7. Es ist richtig, dass der Abforderungsanspruch nach § 1079 Satz 2 ABGB im Schrifttum einem eingetragenen Vorkaufsberechtigten auch gegen den Dritten zugebilligt wird, der nicht grundbücherlicher Eigentümer, sondern nur physischer Besitzer der Liegenschaft ist ( Aicher aaO § 1079 ABGB Rz 7 ff; Binder/Spitzer aaO § 1079 ABGB Rz 4; Schurr aaO § 1079 ABGB Rz 3). Dieser Anspruch betrifft dann allerdings die Herausgabe in Natur (Räumung) sowie Bereicherungsansprüche aus der Nutzung der Liegenschaft ( Apathy aaO Rz 3; Schurr aaO Rz 4), während hier die Zustimmung zur Einverleibung des Eigentumsrechts zugunsten der Vorkaufsberechtigten begehrt wird. Die in der Revision zitierte Entscheidung 2 Ob 201/99v betrifft einen anderen Fall: Die beklagte Partei wurde als obligatorisch Vorkaufsverpflichtete verurteilt, der klagenden Vorkaufsberechtigten die Möglichkeit des Erwerbs eines an einen Dritten verkauften Liegenschaftsteils zu verschaffen. Der Anspruch war daher weder auf Eigentumsübertragung gerichtet noch wurde er als Abforderungsanspruch iSd § 1079 Satz 2 ABGB gegen den dritten Erwerber erhoben.

8. Die Revisionswerber sehen die Wiederherstellung des Grundbuchstands während des erstinstanzlichen Verfahrens als Anwendungsfall des § 234 ZPO, der für jede Art der Einzelrechtsnachfolge gelte.

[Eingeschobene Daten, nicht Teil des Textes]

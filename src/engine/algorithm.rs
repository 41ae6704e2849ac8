//! The closed set of algorithms the engine can dispatch to.

use serde::Serialize;

use crate::types::{GraphError, GraphResult};

/// A supported algorithm selector.
#[derive(Debug, Clone, Copy, PartialEq, Eq, Hash, Serialize)]
#[serde(rename_all = "snake_case")]
pub enum Algorithm {
    /// Single-pair shortest path over non-negative weights.
    Dijkstra,
    /// Minimum spanning forest, grown from one node at a time.
    Prim,
    /// Minimum spanning forest, built from sorted edges.
    Kruskal,
    /// Maximum flow between a source and a sink (Edmonds-Karp).
    MaxFlow,
    /// All-pairs shortest distances.
    FloydWarshall,
    /// Single-source distances with negative weights allowed.
    BellmanFord,
}

/// Whether an endpoint parameter is needed by an algorithm.
#[derive(Debug, Clone, Copy, PartialEq, Eq)]
pub enum Requirement {
    /// Must be supplied.
    Required,
    /// May be supplied; validated when present.
    Optional,
    /// Ignored.
    Unused,
}

impl Algorithm {
    /// Every supported algorithm, in display order.
    pub const ALL: [Algorithm; 6] = [
        Self::Dijkstra,
        Self::Prim,
        Self::Kruskal,
        Self::MaxFlow,
        Self::FloydWarshall,
        Self::BellmanFord,
    ];

    /// Return the canonical name of this algorithm.
    pub fn name(&self) -> &'static str {
        match self {
            Self::Dijkstra => "dijkstra",
            Self::Prim => "prim",
            Self::Kruskal => "kruskal",
            Self::MaxFlow => "ford_fulkerson",
            Self::FloydWarshall => "floyd_warshall",
            Self::BellmanFord => "bellman_ford",
        }
    }

    /// Parse an algorithm from a string name.
    pub fn from_name(name: &str) -> Option<Self> {
        match name.trim().to_lowercase().replace('-', "_").as_str() {
            "dijkstra" => Some(Self::Dijkstra),
            "prim" => Some(Self::Prim),
            "kruskal" => Some(Self::Kruskal),
            "ford_fulkerson" | "max_flow" | "maxflow" | "edmonds_karp" => Some(Self::MaxFlow),
            "floyd_warshall" | "floydwarshall" => Some(Self::FloydWarshall),
            "bellman_ford" | "bellmanford" => Some(Self::BellmanFord),
            _ => None,
        }
    }

    /// Parse an algorithm name, failing with `UnsupportedAlgorithm`.
    pub fn parse(name: &str) -> GraphResult<Self> {
        Self::from_name(name).ok_or_else(|| GraphError::UnsupportedAlgorithm(name.to_string()))
    }

    /// How this algorithm uses a source node.
    pub fn source(&self) -> Requirement {
        match self {
            Self::Dijkstra | Self::MaxFlow | Self::BellmanFord => Requirement::Required,
            Self::FloydWarshall => Requirement::Optional,
            Self::Prim | Self::Kruskal => Requirement::Unused,
        }
    }

    /// How this algorithm uses a target node.
    pub fn target(&self) -> Requirement {
        match self {
            Self::Dijkstra | Self::MaxFlow => Requirement::Required,
            Self::FloydWarshall | Self::BellmanFord => Requirement::Optional,
            Self::Prim | Self::Kruskal => Requirement::Unused,
        }
    }
}

impl std::fmt::Display for Algorithm {
    fn fmt(&self, f: &mut std::fmt::Formatter<'_>) -> std::fmt::Result {
        write!(f, "{}", self.name())
    }
}

impl std::str::FromStr for Algorithm {
    type Err = GraphError;

    fn from_str(s: &str) -> Result<Self, Self::Err> {
        Self::parse(s)
    }
}
//! Fluent API for building Graph instances.

use crate::types::{Edge, GraphResult, Node};

use super::Graph;

/// Fluent builder for constructing a [`Graph`].
///
/// Nothing is validated until [`GraphBuilder::build`].
#[derive(Debug, Default)]
pub struct GraphBuilder {
    nodes: Vec<Node>,
    edges: Vec<Edge>,
}

impl GraphBuilder {
    /// Create an empty builder.
    pub fn new() -> Self {
        Self::default()
    }

    /// Add a node without coordinates.
    pub fn node(&mut self, id: u64, label: &str) -> &mut Self {
        self.nodes.push(Node::new(id, label));
        self
    }

    /// Add a node at a planar position.
    pub fn node_at(&mut self, id: u64, label: &str, x: f64, y: f64) -> &mut Self {
        self.nodes.push(Node::new(id, label).at(x, y));
        self
    }

    /// Add nodes labelled by their own ID.
    pub fn nodes(&mut self, ids: impl IntoIterator<Item = u64>) -> &mut Self {
        for id in ids {
            self.nodes.push(Node::new(id, id.to_string()));
        }
        self
    }

    /// Add a directed edge with zero capacity.
    pub fn edge(&mut self, from: u64, to: u64, weight: f64) -> &mut Self {
        self.edges.push(Edge::new(from, to, weight));
        self
    }

    /// Add a directed edge with a capacity.
    pub fn edge_with_capacity(
        &mut self,
        from: u64,
        to: u64,
        weight: f64,
        capacity: f64,
    ) -> &mut Self {
        self.edges
            .push(Edge::with_capacity(from, to, weight, capacity));
        self
    }

    /// Add an unweighted edge carrying only a capacity.
    pub fn pipe(&mut self, from: u64, to: u64, capacity: f64) -> &mut Self {
        self.edge_with_capacity(from, to, 1.0, capacity)
    }

    /// Validate and build the final Graph.
    pub fn build(&mut self) -> GraphResult<Graph> {
        Graph::build(
            std::mem::take(&mut self.nodes),
            std::mem::take(&mut self.edges),
        )
    }
}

Diese Ansicht trifft nicht zu.

9. § 234 ZPO setzt voraus, dass die streitverfangene Sache oder Forderung an eine dritte, vom Prozessgegner verschiedene Person veräußert wurde (RIS Justiz RS0109994). Es handelt sich um eine Schutzvorschrift zugunsten der Gegenpartei, die verhindern soll, dass sich eine Partei durch Veräußerung des Streitgegenstands ihrer Sachlegitimation entledigt und damit einen an sich berechtigten Anspruch des Gegners zum Scheitern bringt (RIS Justiz RS0039314 [T1]). Veräußerung der streitverfangenen Sache oder Forderung iSd § 234 ZPO ist jede Art von Rechtsnachfolge mag sie entgeltlich und unentgeltlich, freiwillig oder zwangsweise erfolgt sein (RIS Justiz RS0039282). Es muss aber der Gegenstand des Prozesses auf einen Rechtsnachfolger derart übergegangen sein, dass diesen nach materiellem Recht infolge des Übertragungsvorgangs eine identische Verpflichtung wie den Veräußerer trifft oder ihm ein identischer Anspruch zusteht (RIS Justiz RS0039231 [T7]; Klicka in Fasching/Konecny ² § 234 ZPO Rz 11 mwN; Rechberger/Klicka in Rechberger 4 § 234 ZPO Rz 1).

10. Diese Voraussetzungen sind hier nicht verwirklicht. Die Vorkaufsverpflichtete ist nicht Einzelrechtsnachfolgerin des Beklagten, auf die der gegen diesen erhobene Abforderungsanspruch nach § 1079 Satz 2 ABGB übergegangen wäre. Die zum Zeitpunkt der Klagseinbringung bestehende Eintragung des Eigentums des Beklagten wurde während des erstinstanzlichen Verfahrens beseitigt, weil die Vorkaufsberechtigten diese Eintragung im Grundbuchsverfahren erfolgreich bekämpft haben. Es fiel daher die Einzelrechtsnachfolge des Beklagten im Verhältnis zur (obligatorisch) Vorkaufsverpflichteten weg, diese wurde wieder im Grundbuch als Eigentümerin eingetragen. Eine identische Verpflichtung wie den Beklagten trifft sie nicht, weil sie durch die Wiederherstellung des Grundbuchstands nicht zum rein dinglich verpflichteten „Dritten“ wurde. Eine Anwendung des § 234 ZPO ist im vorliegenden Fall auch angesichts des in dieser Bestimmung verwirklichten Schutzgedankens nicht gerechtfertigt. Die Wiederherstellung des Grundbuchstands während des erstinstanzlichen Verfahrens wurde nicht vom Beklagten veranlasst, sondern von den Klägern.

11. Die Kostenentscheidung gründet sich auf § 41 iVm § 50 ZPO.